À ce sujet, la France a fait l’objet de plusieurs condamnations, c’est pourquoi l’amélioration des conditions de détention doit respecter les normes internationales tout en respectant le droit à l’encellulement individuel.

En matière de centres pénitenciers, il faut imposer une garantie de droits des personnes détenues, par exemple en installant au moment des élections des bureaux de vote, en construisant  des parloirs intimes dans chaque établissement pénitencier, en concluant de véritables contrats de travail ainsi qu’en reconnaissant les droits collectifs de ces derniers.

Tout naturellement cette réforme pénitentiaire ne peut se faire qu’en développant les peines alternatives à l’incarcération, notamment par la mise à l’épreuve, avec une volonté politique de réinsertion, en proposant des travaux d’intérêt général. Enfin, la libération conditionnelle, garante d’une meilleure réinsertion, doit être la priorité.

POUR UN MONDE DE PAIX ET DE JUSTICE

Notre conception d’une autre politique internationale, d’une autre diplomatie, d’une autre défense de la France et de l’Europe, s’inscrit dans un modèle de civilisation.

Ceci passe par une nouvelle architecture internationale dans un monde devenu multipolaire qui  n’a plus rien à voir avec ce qu’il était au sortir de la Seconde Guerre mondiale.

Sur le plan économique et financier, la France et l’Union européenne doivent promouvoir une gouvernance mondiale régulée avec une gestion internationale de la dette, en incluant une fiscalité mondiale, de taxation des transactions sur les marchés des changes, financiers et boursiers, mais aussi des profits des multinationales, des déchets nucléaires, des transports aériens

Cette politique doit également lutter contre la suppression des paradis fiscaux et judiciaires et la levée du secret bancaire en renforçant la coopération judiciaire contre la fuite fiscale et la corruption.

Afin de permettre une politique pragmatique et à long terme, il faut annuler des dettes des pays les plus pauvres.

L’ONU doit reprendre une place centrale dans la gouvernance mondiale, notamment par une réforme de son Conseil de Sécurité.

Enfin, le monde compte près d’un milliard d’êtres humains en situation de précarité très avancée.

Pour une lutte efficace, il faut une politique courageuse, en garantissant le droit à la souveraineté alimentaire, qui passe par des techniques adaptées, soutenues par la France et l’Union européenne, ainsi que l’ensemble des autres pays développés. Toutefois, la France doit être la pionnière de cette politique de souveraineté alimentaire.

Agir en faveur d’une politique ambitieuse en contribuant à garantir les droits fondamentaux des citoyens du monde par un accord mondial avec des objectifs de développement actuellement en panne par une gestion démocratique et participative.

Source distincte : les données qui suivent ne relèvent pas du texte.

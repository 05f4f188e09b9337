//! Themed announcements for counters that land on notable values

use once_cell::sync::Lazy;

type Render = fn(&str, u64) -> String;

const SET_114514: &[u64] = &[114, 1145, 11451, 114514];
const SET_1919: &[u64] = &[1919, 19191, 191919];
const SET_LOVE: &[u64] = &[520, 1314];
const SET_666: &[u64] = &[6, 66, 666, 6666];
const SET_233: &[u64] = &[233, 2333, 23333];
const SET_ROUND: &[u64] = &[100, 1000, 10_000, 100_000];

/// Value sets with a themed reply. Static configuration, checked only when
/// a message bumped exactly one counter.
static MILESTONES: Lazy<Vec<(&'static [u64], Render)>> = Lazy::new(|| {
    vec![
        (SET_114514, msg_114514 as Render),
        (SET_1919, msg_1919 as Render),
        (SET_LOVE, msg_love as Render),
        (SET_666, msg_666 as Render),
        (SET_233, msg_233 as Render),
        (SET_ROUND, msg_round as Render),
    ]
});

fn msg_114514(name: &str, count: u64) -> String {
    format!("💥 '{}' just hit {}. Yarimasune!", name, count)
}

fn msg_1919(name: &str, count: u64) -> String {
    format!("🚄 '{}' is at {}. Ikisugi!", name, count)
}

fn msg_love(name: &str, count: u64) -> String {
    format!("💕 '{}' reached {}, a number full of love.", name, count)
}

fn msg_666(name: &str, count: u64) -> String {
    format!("👍 '{}' rolled up to {}. 666!", name, count)
}

fn msg_233(_name: &str, _count: u64) -> String {
    "😂 23333333!".to_string()
}

fn msg_round(name: &str, count: u64) -> String {
    format!("🎉 Congratulations! '{}' has reached {}!", name, count)
}

/// Themed message for a counter that just reached a milestone value.
/// Returns None for ordinary values.
pub fn milestone_message(name: &str, count: u64) -> Option<String> {
    MILESTONES
        .iter()
        .find(|(values, _)| values.contains(&count))
        .map(|(_, render)| render(name, count))
}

Cela passe notamment par la non-violence comme mode de résolution des crises internationales, qui ce conçoit avec une parfaite lucidité sur la montée des crises qui sont une menace pour l’ensemble de l’humanité, à savoir la pénurie des matières premières et des énergies non renouvelables, la crise alimentaire, la diminution des ressources en eau potable, les inégalités économiques entre les peuples.

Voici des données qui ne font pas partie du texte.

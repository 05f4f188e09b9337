//! Platform adapters

pub mod console;

pub use console::ConsoleHost;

Dans ce cadre, la politique étrangère de la France en matière de sécurité collective vise à contribuer à la mise en place d’un nouvel ordre mondial, organisé dans le cadre des Nations Unies.

Sur un plan régional, ceci passe par le développement incontournable d’une politique commune de défense indépendante de l’OTAN.

Pouvoir décider des opérations extérieures sous mandat international et sous le contrôle démocratique du Parlement.

Privilégier la dimension européenne de notre Défense. Le projet d’Europe fédérale passe par l’élaboration d’une véritable politique européenne de sécurité et de Défense dotée d’une réelle capacité d’intervention civile et militaire, pour mutualiser les moyens militaires pour plus d’efficacité et d’économie.

En plus d’une promotion de désarmement nucléaire, la France doit montrer la voie pour la ratification et l’application et de la Convention sur les armes chimiques et bactériologiques. Son action au sein des Nations Unies doit œuvrer à la disparition de ce type d’armes visant les populations civiles.